Потрогать хотелось, уж очень сочным был черный цвет. Но Мартиросян так стремился помочь, подсадить, услужить, что Наташа опять покачала головой. Снова выскользнула из-под ремня распечатка, пришлось поправить.
— Чем займемся? — нейтрально поинтересовался Сергей, тактично делая вид, что ничего не замечает.
— Сядем на траве, под этим квадратом Кандинского, и будем тупо разглядывать реку, а также гуляющих сограждан. Когда мне станет плохо от жары, ты отнесешь меня домой и смешаешь коктейль, а пока говори что-нибудь.
— Говорить?.. Это легко. — Патрульный скинул куртку, в которой мужественно пребывал все это время, сделал движение — постелить, но не успел и просто бросил рядом. — Во-первых, квадрат этот не Кандинского, а Малевича. Во-вторых, я не понимаю, зачем его здесь такой большой повесили. Хотя, если подумать, его теперь нужно рисовать везде. Надгробный памятник искусству как таковому.
— Какой ты умный… — протянула Данилова.
— Тебе скучно? — насторожился Сергей. — Хочешь, я мороженого принесу?
— Нет, сиди со мной, искусствовед.
Послышалась музыка. Духовой оркестр бодро маршировал по пешеходной эстакаде. Музыканты как на подбор — седые, потные. Последней шла бойкая старушка с огромным барабаном и как-то удивительно лихо лупила в него. Не совсем в такт, показалось Наташе. Встречные, по большей части такое же старичье, с улыбками расступались.
— «Черный квадрат» — это тупик, — продолжил Сергей, когда музыканты прошли мимо. — Все толковое уже нарисовано. Дальше или эпигонство, или компиляции.
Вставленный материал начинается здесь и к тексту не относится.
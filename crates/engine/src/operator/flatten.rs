// Copyright (c) reifydb.com 2025
// This file is licensed under the AGPL-3.0-or-later

use std::collections::{HashSet, VecDeque};

use reifydb_core::{Adapter, Cursor, Error, Next};
use reifydb_type::{HKey, JoinVariant};

type Result<T> = reifydb_core::Result<T>;

/// A flattened row's wire shape: the parent's encoded bytes (absent under
/// `RIGHT`/`FULL` when no parent matched), then the matching child's
/// encoded bytes (absent under `LEFT`/`FULL` when no child matched).
/// Distinct from a `RowDef`-typed row — a flattened row's identity is the
/// structural `RowType::Flattened` rule (spec.md §5), not a schema the codec
/// validates against.
pub fn encode_flattened(parent: Option<&[u8]>, child: Option<&[u8]>) -> Vec<u8> {
	let parent = parent.unwrap_or(&[]);
	let child = child.unwrap_or(&[]);
	let mut out = Vec::with_capacity(8 + parent.len() + child.len());
	out.extend_from_slice(&(parent.len() as u32).to_le_bytes());
	out.extend_from_slice(parent);
	out.extend_from_slice(&(child.len() as u32).to_le_bytes());
	out.extend_from_slice(child);
	out
}

pub fn decode_flattened(row: &[u8]) -> (Option<&[u8]>, Option<&[u8]>) {
	let parent_len = u32::from_le_bytes(row[0..4].try_into().unwrap()) as usize;
	let parent = &row[4..4 + parent_len];
	let rest = &row[4 + parent_len..];
	let child_len = u32::from_le_bytes(rest[0..4].try_into().unwrap()) as usize;
	let child = &rest[4..4 + child_len];
	(if parent.is_empty() { None } else { Some(parent) }, if child.is_empty() { None } else { Some(child) })
}

/// `KEEP_PARENT` / `KEEP_CHILD` / `LEFT_JOIN_SHORTENS_HKEY` from spec.md
/// §4.2's `flatten_HKeyOrdered`.
#[derive(Clone, Copy, Debug, Default)]
pub struct FlattenFlags {
	/// Also emit the parent's own (unflattened) row alongside the
	/// flattened rows it produced.
	pub keep_parent: bool,
	/// Also emit each child's own (unflattened) row alongside the
	/// flattened row it was paired into.
	pub keep_child: bool,
	/// When the child side of a flattened row is absent, truncate that
	/// row's hkey to the parent's depth.
	pub left_join_shortens_hkey: bool,
}

/// A parent cursor that also exposes the hkey of the row it just produced,
/// which `FlattenHKeyOrdered` needs to look up that row's children.
pub trait HKeyedCursor: Cursor {
	fn current_hkey(&self) -> HKey;
}

/// `flatten_HKeyOrdered`: pairs each parent row with its children from
/// `child_table`, via `Adapter::branch_lookup`. The parent cursor must
/// already be ordered by hkey (the parent's own scan guarantees this);
/// [`Error::OrderingViolation`] is raised if two consecutive parent hkeys
/// are observed out of order.
///
/// Under `RIGHT`/`FULL`, once the parent stream ends, a second pass scans
/// `child_table` in full for rows whose immediate parent hkey was never
/// seen in the parent stream, and emits those as child-without-parent rows.
pub struct FlattenHKeyOrdered<'a, C, A: Adapter> {
	parent: C,
	adapter: &'a A,
	child_table: u64,
	join: JoinVariant,
	flags: FlattenFlags,
	last_parent_hkey: Option<HKey>,
	seen_parents: HashSet<HKey>,
	pending: VecDeque<Vec<u8>>,
	parent_exhausted: bool,
	orphans: Option<Box<dyn Iterator<Item = Result<(HKey, Vec<u8>)>> + 'a>>,
	current_hkey: Option<HKey>,
}

impl<'a, C: Cursor, A: Adapter> FlattenHKeyOrdered<'a, C, A> {
	pub fn new(parent: C, adapter: &'a A, child_table: u64, join: JoinVariant) -> Self {
		Self::with_flags(parent, adapter, child_table, join, FlattenFlags::default())
	}

	pub fn with_flags(parent: C, adapter: &'a A, child_table: u64, join: JoinVariant, flags: FlattenFlags) -> Self {
		FlattenHKeyOrdered {
			parent,
			adapter,
			child_table,
			join,
			flags,
			last_parent_hkey: None,
			seen_parents: HashSet::new(),
			pending: VecDeque::new(),
			parent_exhausted: false,
			orphans: None,
			current_hkey: None,
		}
	}

	fn wants_right(&self) -> bool {
		matches!(self.join, JoinVariant::Right | JoinVariant::Full)
	}

	fn wants_left(&self) -> bool {
		matches!(self.join, JoinVariant::Left | JoinVariant::Full)
	}
}

impl<'a, C: HKeyedCursor, A: Adapter> Cursor for FlattenHKeyOrdered<'a, C, A> {
	fn open(&mut self) -> Result<()> {
		self.parent.open()
	}

	#[tracing::instrument(level = "trace", skip(self))]
	fn next(&mut self) -> Result<Next> {
		loop {
			if let Some((hkey, row)) = self.pending_with_hkey() {
				self.current_hkey = Some(hkey);
				return Ok(Next::Row(row));
			}

			if !self.parent_exhausted {
				match self.parent.next()? {
					Next::Row(row) => {
						let hkey = self.parent.current_hkey();
						if let Some(last) = &self.last_parent_hkey {
							if hkey <= *last {
								return Err(Error::OrderingViolation);
							}
						}
						self.last_parent_hkey = Some(hkey.clone());
						self.seen_parents.insert(hkey.clone());

						let children: Vec<Vec<u8>> = self
							.adapter
							.branch_lookup(&hkey, self.child_table)?
							.collect::<Result<Vec<_>>>()?
							.into_iter()
							.map(|(_, row)| row)
							.collect();

						self.queue_parent(&hkey, &row, children);
						continue;
					}
					Next::End => {
						self.parent_exhausted = true;
						if self.wants_right() {
							self.orphans = Some(self.adapter.group_scan(self.child_table)?);
						}
						continue;
					}
				}
			}

			if self.wants_right() {
				if let Some(orphans) = self.orphans.as_mut() {
					match orphans.next() {
						Some(Ok((child_hkey, child_row))) => {
							let is_orphan = child_hkey.parent().map(|p| !self.seen_parents.contains(&p)).unwrap_or(true);
							if is_orphan {
								self.queue_orphan(&child_hkey, &child_row);
								continue;
							}
							continue;
						}
						Some(Err(err)) => return Err(err),
						None => return Ok(Next::End),
					}
				}
			}

			return Ok(Next::End);
		}
	}

	fn close(&mut self) -> Result<()> {
		self.orphans = None;
		self.parent.close()
	}
}

impl<'a, C: HKeyedCursor, A: Adapter> FlattenHKeyOrdered<'a, C, A> {
	/// Queues this pending row's emission alongside the hkey it should
	/// be reported under by `current_hkey`.
	fn push(&mut self, hkey_marker: HKey, row: Vec<u8>) {
		// The hkey is recovered at pop time by pairing queue position
		// with a parallel record; simplest to encode it inline.
		self.pending.push_back(encode_hkey_tagged(&hkey_marker, &row));
	}

	fn pending_with_hkey(&mut self) -> Option<(HKey, Vec<u8>)> {
		self.pending.pop_front().map(|tagged| decode_hkey_tagged(&tagged))
	}

	fn queue_parent(&mut self, parent_hkey: &HKey, parent_row: &[u8], children: Vec<Vec<u8>>) {
		if self.flags.keep_parent {
			self.push(parent_hkey.clone(), parent_row.to_vec());
		}
		if children.is_empty() {
			if self.wants_left() {
				let hkey = if self.flags.left_join_shortens_hkey { parent_hkey.truncate_to(parent_hkey.depth()) } else { parent_hkey.clone() };
				self.push(hkey, encode_flattened(Some(parent_row), None));
			}
			return;
		}
		for child in children {
			self.push(parent_hkey.clone(), encode_flattened(Some(parent_row), Some(&child)));
			if self.flags.keep_child {
				self.push(parent_hkey.clone(), child);
			}
		}
	}

	fn queue_orphan(&mut self, child_hkey: &HKey, child_row: &[u8]) {
		self.push(child_hkey.clone(), encode_flattened(None, Some(child_row)));
		if self.flags.keep_child {
			self.push(child_hkey.clone(), child_row.to_vec());
		}
	}
}

impl<'a, C: HKeyedCursor, A: Adapter> HKeyedCursor for FlattenHKeyOrdered<'a, C, A> {
	fn current_hkey(&self) -> HKey {
		self.current_hkey.clone().expect("current_hkey called before the first successful next()")
	}
}

/// Tags a queued row with the hkey it should be reported under, so the
/// pending queue can carry mixed raw/flattened rows without a second
/// parallel queue.
fn encode_hkey_tagged(hkey: &HKey, row: &[u8]) -> Vec<u8> {
	let segments: Vec<u64> = hkey.segments().iter().map(|s| s.0).collect();
	let mut out = Vec::with_capacity(4 + segments.len() * 8 + row.len());
	out.extend_from_slice(&(segments.len() as u32).to_le_bytes());
	for s in &segments {
		out.extend_from_slice(&s.to_le_bytes());
	}
	out.extend_from_slice(row);
	out
}

fn decode_hkey_tagged(tagged: &[u8]) -> (HKey, Vec<u8>) {
	let n = u32::from_le_bytes(tagged[0..4].try_into().unwrap()) as usize;
	let mut segments = Vec::with_capacity(n);
	let mut offset = 4;
	for _ in 0..n {
		segments.push(u64::from_le_bytes(tagged[offset..offset + 8].try_into().unwrap()));
		offset += 8;
	}
	(HKey::from_segments(segments), tagged[offset..].to_vec())
}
— Ты в этом разбираешься? — уточнила Данилова.
— Нет, — честно признался Мартиросян. — Ты сказала: говори что-нибудь, я и говорю. Скучно?
— Нормально. А Коненберг — это не искусство?
— Коппенберг, — поправил Сергей. — Он флейтист, играет классику, но делает упор на неожиданные оркестровки… Мне нравится флейта. Ну и, кроме того, надо же чем-то увлекаться, верно?
— Тебе мало полиции? В твоем возрасте я вообще только и делала, что трепалась и трахалась.
— Да в общем… — Мартиросян замялся. — В общем, я тоже. Но иногда тоскливо. Я вот на этих людей смотрю — им ведь тоже тоскливо дома, в Сетях, вот они и торчат здесь. Видишь, даже почти не разговаривают, только смотрят и прогуливаются. И все пойдут слушать Коппенберга. Слушать хорошо — думать не нужно. Прикрыл глаза и слушаешь.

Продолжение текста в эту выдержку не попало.